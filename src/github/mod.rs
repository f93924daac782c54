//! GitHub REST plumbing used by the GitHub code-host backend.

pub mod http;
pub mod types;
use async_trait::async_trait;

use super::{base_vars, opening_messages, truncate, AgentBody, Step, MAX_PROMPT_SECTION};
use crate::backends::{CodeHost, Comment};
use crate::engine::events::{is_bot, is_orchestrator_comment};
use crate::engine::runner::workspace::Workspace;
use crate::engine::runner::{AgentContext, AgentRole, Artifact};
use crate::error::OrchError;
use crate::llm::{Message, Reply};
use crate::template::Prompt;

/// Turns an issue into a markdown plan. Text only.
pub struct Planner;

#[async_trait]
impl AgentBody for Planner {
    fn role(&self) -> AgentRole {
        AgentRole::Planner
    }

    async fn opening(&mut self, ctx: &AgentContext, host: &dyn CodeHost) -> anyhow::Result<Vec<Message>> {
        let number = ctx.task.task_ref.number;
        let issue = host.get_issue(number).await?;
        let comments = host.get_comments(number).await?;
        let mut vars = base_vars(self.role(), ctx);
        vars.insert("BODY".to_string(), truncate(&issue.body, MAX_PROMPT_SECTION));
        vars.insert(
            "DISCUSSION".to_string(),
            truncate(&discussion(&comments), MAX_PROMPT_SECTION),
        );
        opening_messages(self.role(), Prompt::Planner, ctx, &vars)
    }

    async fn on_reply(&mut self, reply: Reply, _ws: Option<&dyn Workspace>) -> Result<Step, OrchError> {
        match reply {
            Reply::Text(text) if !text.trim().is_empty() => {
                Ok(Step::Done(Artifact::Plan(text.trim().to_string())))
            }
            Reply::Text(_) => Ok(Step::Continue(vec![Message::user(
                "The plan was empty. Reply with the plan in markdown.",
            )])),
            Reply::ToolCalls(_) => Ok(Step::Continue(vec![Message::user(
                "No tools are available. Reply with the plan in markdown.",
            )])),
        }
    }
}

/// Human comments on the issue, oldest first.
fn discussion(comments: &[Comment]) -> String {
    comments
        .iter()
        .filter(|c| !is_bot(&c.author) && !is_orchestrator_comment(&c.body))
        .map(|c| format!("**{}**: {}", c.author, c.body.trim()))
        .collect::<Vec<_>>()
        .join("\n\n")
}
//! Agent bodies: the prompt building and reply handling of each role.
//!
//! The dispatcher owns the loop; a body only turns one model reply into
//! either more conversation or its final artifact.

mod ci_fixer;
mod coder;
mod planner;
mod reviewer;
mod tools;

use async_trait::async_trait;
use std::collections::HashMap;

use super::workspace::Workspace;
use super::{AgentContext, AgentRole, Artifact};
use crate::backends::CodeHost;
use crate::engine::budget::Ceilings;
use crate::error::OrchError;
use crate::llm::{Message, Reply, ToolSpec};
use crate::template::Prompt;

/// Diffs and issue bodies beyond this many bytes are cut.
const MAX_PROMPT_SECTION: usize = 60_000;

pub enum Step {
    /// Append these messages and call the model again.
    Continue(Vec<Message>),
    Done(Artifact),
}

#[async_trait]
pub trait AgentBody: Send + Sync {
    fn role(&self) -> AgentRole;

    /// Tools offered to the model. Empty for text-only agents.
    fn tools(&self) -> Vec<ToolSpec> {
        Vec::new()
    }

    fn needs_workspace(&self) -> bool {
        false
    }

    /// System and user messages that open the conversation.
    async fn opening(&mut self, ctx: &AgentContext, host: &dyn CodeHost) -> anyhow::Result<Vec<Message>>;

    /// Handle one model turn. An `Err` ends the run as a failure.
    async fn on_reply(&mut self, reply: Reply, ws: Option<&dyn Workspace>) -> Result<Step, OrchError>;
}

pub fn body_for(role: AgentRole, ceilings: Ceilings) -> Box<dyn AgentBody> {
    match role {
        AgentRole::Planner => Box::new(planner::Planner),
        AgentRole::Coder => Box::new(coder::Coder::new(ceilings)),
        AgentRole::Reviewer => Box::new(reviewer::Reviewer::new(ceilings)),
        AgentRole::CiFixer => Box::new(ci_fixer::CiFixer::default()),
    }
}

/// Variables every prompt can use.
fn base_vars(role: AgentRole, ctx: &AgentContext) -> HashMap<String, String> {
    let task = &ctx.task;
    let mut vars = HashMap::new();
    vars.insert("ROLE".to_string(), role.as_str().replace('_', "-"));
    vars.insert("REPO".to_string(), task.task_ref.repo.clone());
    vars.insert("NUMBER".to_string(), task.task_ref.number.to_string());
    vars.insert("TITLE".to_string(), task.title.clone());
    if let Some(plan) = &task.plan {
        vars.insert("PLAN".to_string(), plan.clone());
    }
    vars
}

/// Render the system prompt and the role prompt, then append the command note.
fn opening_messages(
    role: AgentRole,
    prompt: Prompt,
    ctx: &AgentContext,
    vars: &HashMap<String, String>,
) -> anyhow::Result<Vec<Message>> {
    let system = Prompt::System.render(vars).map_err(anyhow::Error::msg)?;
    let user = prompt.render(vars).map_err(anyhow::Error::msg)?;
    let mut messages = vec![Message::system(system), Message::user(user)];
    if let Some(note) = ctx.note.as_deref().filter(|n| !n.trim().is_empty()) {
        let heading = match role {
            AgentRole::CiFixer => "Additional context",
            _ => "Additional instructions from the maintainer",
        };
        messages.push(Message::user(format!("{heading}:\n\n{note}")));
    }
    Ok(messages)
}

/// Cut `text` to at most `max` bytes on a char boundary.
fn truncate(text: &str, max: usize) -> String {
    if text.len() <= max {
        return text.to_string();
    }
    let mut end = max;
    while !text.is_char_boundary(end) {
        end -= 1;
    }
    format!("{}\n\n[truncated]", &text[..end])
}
* * *
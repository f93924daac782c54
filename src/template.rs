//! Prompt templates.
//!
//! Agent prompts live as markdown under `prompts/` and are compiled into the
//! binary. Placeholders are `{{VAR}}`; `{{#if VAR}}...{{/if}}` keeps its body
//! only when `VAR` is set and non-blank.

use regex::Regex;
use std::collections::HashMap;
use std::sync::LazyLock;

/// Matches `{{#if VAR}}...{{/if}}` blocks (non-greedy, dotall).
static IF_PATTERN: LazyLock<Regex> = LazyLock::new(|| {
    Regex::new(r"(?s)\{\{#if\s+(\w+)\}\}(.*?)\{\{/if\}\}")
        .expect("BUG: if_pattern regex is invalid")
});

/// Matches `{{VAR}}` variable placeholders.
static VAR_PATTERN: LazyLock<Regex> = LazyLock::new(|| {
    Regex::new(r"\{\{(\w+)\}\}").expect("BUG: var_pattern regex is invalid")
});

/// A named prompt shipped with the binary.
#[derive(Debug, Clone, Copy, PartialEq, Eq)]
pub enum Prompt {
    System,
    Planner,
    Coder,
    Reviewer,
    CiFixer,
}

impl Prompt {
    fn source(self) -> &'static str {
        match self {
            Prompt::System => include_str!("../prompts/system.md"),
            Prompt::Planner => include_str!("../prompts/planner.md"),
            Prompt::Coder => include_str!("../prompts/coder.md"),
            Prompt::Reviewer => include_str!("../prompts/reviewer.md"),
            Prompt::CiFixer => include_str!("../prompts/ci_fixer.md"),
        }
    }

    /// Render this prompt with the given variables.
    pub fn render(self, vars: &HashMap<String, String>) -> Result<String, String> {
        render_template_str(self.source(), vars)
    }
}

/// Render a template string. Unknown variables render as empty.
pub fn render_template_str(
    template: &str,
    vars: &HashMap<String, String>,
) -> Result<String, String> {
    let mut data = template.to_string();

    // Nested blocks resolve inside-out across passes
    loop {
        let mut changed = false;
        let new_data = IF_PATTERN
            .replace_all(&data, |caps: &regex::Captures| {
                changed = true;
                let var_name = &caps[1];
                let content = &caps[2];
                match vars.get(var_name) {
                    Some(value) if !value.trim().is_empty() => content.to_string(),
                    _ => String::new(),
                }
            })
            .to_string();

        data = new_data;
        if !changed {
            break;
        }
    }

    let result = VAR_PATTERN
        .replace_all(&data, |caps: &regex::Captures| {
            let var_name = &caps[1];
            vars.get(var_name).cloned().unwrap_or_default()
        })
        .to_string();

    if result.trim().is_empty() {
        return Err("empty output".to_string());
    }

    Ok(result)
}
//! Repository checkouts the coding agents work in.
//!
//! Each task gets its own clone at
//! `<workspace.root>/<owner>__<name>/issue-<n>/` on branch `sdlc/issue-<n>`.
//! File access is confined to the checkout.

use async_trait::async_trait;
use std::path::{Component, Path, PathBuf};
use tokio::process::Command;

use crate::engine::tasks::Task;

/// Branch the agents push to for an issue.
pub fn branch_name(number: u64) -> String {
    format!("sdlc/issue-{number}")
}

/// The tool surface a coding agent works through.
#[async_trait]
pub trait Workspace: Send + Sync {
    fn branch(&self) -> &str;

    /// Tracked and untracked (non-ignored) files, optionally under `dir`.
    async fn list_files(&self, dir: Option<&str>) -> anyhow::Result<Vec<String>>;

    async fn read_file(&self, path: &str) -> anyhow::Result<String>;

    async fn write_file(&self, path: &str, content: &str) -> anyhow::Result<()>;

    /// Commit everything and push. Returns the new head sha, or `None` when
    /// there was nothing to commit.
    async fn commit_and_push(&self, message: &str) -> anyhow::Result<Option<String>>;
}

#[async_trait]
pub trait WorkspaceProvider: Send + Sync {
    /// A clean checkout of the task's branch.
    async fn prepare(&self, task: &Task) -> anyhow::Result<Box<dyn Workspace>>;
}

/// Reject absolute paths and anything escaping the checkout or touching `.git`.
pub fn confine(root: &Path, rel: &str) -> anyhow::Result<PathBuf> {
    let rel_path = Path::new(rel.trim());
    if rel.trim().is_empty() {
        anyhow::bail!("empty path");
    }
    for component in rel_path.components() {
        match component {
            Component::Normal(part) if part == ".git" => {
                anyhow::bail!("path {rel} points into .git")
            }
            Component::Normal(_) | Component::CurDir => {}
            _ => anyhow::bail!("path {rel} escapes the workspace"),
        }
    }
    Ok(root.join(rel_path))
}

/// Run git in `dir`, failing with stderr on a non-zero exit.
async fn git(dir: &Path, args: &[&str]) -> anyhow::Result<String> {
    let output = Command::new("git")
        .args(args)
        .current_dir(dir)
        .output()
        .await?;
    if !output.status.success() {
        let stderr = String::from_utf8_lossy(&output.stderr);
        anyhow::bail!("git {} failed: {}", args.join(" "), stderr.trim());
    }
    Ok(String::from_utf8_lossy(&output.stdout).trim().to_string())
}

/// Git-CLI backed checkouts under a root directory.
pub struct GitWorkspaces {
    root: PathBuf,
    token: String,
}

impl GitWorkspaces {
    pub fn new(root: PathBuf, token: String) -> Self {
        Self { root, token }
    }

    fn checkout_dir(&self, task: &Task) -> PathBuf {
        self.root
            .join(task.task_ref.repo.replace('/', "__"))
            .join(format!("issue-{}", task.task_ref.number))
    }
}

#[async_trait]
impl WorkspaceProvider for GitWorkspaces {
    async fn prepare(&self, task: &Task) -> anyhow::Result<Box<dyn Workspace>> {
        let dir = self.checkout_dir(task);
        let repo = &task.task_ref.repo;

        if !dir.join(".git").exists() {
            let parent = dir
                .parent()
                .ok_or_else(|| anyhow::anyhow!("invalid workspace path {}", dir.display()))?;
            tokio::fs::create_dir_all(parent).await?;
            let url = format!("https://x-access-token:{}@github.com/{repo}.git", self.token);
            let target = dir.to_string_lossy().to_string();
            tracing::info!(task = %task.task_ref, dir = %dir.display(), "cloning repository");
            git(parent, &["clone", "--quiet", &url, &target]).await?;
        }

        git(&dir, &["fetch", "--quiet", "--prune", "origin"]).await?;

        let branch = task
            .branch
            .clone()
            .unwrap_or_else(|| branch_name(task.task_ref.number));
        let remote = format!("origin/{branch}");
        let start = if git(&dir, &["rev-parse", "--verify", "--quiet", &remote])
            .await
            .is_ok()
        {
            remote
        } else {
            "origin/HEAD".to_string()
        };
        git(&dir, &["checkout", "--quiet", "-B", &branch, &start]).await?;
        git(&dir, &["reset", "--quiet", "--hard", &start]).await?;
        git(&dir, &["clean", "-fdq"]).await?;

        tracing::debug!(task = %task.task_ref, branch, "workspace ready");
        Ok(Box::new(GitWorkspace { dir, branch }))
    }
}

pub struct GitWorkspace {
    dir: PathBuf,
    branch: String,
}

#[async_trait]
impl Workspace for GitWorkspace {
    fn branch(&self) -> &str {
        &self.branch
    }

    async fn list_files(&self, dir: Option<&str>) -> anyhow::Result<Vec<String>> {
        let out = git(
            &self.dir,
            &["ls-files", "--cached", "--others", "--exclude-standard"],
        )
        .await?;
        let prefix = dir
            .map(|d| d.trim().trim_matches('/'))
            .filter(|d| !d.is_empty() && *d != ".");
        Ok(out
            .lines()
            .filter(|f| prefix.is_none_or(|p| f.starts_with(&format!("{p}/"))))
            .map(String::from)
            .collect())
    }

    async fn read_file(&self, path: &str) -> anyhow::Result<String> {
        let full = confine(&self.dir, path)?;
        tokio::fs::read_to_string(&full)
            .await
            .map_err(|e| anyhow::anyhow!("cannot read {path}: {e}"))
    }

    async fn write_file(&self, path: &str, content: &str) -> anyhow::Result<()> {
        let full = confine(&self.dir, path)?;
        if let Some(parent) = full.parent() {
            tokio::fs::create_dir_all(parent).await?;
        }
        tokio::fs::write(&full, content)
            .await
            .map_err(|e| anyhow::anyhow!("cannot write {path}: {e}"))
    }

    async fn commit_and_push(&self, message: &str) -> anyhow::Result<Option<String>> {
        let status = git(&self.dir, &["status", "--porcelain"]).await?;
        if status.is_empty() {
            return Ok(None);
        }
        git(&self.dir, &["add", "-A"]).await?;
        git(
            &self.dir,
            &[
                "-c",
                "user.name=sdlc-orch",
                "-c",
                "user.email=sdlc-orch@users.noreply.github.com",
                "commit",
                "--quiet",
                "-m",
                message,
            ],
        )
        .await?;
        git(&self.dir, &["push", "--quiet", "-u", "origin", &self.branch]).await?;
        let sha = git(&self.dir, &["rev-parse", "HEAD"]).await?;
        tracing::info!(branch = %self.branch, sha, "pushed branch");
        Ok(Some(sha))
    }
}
* * *
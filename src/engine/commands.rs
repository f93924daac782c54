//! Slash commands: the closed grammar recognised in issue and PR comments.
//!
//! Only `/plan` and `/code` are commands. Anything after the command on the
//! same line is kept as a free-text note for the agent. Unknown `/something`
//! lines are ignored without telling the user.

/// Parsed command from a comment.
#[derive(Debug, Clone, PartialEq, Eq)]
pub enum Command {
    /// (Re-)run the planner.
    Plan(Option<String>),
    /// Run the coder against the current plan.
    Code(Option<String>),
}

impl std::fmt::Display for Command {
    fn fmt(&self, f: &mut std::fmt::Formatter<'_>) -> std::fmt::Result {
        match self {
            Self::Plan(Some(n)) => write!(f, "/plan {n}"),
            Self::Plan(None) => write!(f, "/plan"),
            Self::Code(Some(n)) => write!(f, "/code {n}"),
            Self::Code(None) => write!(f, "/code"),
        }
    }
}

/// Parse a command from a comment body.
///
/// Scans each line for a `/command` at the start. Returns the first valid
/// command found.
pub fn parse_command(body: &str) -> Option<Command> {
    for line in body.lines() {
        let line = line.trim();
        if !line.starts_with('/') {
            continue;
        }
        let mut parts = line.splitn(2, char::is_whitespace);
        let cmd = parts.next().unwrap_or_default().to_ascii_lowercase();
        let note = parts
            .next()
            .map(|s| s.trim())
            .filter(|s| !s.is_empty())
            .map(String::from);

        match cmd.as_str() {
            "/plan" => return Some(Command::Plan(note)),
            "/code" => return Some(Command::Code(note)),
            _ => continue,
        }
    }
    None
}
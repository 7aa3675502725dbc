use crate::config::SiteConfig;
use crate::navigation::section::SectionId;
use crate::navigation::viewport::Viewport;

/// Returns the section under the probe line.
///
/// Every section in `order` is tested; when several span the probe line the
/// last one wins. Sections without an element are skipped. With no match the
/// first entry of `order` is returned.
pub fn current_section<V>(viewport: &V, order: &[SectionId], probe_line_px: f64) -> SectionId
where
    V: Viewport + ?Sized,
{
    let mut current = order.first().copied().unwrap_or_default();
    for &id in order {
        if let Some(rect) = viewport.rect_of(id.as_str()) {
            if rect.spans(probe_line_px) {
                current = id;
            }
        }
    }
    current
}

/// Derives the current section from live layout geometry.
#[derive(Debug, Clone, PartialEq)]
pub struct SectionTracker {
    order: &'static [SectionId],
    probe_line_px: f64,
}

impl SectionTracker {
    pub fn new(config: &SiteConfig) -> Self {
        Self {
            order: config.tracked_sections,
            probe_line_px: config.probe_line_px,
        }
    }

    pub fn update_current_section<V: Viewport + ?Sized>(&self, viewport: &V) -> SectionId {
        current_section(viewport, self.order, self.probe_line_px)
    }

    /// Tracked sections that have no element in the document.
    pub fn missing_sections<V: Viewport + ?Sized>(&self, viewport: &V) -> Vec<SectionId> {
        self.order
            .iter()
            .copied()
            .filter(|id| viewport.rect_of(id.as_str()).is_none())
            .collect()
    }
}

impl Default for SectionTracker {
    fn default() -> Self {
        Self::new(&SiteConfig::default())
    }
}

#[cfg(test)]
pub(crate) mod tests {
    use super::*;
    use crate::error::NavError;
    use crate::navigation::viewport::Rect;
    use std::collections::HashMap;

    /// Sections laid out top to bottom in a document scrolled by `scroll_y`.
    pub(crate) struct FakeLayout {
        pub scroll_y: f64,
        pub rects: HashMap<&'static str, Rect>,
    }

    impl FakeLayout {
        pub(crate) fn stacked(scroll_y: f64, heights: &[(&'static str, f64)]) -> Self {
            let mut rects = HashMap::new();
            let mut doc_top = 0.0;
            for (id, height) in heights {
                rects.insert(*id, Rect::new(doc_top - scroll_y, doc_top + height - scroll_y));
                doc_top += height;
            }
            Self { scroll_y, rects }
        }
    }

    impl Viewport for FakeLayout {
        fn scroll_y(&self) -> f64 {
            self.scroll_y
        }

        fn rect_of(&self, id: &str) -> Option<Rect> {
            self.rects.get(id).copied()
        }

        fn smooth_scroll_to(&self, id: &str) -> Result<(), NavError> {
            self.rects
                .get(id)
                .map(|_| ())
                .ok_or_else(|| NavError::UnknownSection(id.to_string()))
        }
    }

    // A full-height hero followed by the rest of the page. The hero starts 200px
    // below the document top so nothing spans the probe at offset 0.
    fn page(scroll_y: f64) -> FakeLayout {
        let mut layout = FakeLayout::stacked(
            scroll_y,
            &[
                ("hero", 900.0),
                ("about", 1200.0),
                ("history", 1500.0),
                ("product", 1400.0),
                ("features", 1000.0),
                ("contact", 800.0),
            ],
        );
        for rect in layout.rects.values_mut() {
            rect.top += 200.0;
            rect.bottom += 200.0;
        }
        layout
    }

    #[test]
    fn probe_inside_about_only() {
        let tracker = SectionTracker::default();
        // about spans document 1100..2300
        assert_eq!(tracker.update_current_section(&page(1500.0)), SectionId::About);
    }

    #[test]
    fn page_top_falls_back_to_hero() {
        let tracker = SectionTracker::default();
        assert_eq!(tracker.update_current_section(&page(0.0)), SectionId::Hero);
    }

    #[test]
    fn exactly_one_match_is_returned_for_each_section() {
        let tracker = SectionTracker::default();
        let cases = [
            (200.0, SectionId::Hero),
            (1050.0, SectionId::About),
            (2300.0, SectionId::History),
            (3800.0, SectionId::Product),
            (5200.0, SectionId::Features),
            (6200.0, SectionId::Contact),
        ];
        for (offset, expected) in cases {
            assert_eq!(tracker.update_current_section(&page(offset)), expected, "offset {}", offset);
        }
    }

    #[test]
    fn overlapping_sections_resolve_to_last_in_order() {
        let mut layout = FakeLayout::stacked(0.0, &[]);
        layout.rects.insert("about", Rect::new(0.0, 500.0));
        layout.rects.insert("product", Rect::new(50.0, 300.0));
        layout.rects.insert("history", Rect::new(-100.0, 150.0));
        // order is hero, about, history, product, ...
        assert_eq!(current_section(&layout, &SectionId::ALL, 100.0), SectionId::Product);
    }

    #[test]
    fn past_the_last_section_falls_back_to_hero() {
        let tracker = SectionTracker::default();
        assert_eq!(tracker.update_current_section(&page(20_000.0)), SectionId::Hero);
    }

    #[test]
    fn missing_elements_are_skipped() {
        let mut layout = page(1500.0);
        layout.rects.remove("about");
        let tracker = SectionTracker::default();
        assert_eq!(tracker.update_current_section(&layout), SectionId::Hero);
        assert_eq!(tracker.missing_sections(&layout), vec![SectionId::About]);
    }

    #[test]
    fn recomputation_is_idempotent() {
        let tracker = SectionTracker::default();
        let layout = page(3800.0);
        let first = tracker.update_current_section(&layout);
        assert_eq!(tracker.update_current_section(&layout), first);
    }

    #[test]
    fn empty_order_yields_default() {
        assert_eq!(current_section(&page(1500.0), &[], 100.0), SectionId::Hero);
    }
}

**Work request**
Check each line of the records above, and copy those that hold the word "bail".

**Result of the exercise**
        anyhow::bail!("empty path");
                anyhow::bail!("path {rel} points into .git")
            _ => anyhow::bail!("path {rel} escapes the workspace"),
        anyhow::bail!("git {} failed: {}", args.join(" "), stderr.trim());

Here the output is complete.